• [Description of the task]: Repeat word for word everything from the line containing "fn fmt(&self, f: &mut" to the end of the listing, first and last lines included, and only that.

• [Data shown]:
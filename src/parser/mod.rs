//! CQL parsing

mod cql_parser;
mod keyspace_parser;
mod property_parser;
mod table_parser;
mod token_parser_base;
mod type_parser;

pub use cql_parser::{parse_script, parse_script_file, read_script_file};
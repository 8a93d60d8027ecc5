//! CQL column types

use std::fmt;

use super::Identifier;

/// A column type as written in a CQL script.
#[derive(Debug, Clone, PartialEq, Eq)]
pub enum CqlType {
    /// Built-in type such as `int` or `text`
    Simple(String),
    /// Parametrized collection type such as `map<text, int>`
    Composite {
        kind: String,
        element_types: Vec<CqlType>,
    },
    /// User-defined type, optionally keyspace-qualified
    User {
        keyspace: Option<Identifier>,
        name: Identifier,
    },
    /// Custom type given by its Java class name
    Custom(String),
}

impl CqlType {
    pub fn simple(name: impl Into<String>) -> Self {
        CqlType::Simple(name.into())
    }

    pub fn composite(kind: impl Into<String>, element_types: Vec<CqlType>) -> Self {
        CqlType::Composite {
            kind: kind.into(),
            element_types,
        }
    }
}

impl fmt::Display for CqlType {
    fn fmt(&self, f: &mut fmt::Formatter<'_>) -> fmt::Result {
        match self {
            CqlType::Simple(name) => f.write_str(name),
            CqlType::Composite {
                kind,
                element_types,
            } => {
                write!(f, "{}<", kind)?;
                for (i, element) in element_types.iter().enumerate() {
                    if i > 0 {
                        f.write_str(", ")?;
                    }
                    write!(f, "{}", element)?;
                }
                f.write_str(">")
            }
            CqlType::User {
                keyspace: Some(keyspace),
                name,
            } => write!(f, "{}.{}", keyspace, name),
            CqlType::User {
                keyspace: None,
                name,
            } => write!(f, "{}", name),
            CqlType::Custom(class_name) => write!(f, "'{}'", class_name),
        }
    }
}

• [Response to the exercise]:
    fn fmt(&self, f: &mut fmt::Formatter<'_>) -> fmt::Result {
        match self {
            CqlType::Simple(name) => f.write_str(name),
            CqlType::Composite {
                kind,
                element_types,
            } => {
                write!(f, "{}<", kind)?;
                for (i, element) in element_types.iter().enumerate() {
                    if i > 0 {
                        f.write_str(", ")?;
                    }
                    write!(f, "{}", element)?;
                }
                f.write_str(">")
            }
            CqlType::User {
                keyspace: Some(keyspace),
                name,
            } => write!(f, "{}.{}", keyspace, name),
            CqlType::User {
                keyspace: None,
                name,
            } => write!(f, "{}", name),
            CqlType::Custom(class_name) => write!(f, "'{}'", class_name),
        }
    }
}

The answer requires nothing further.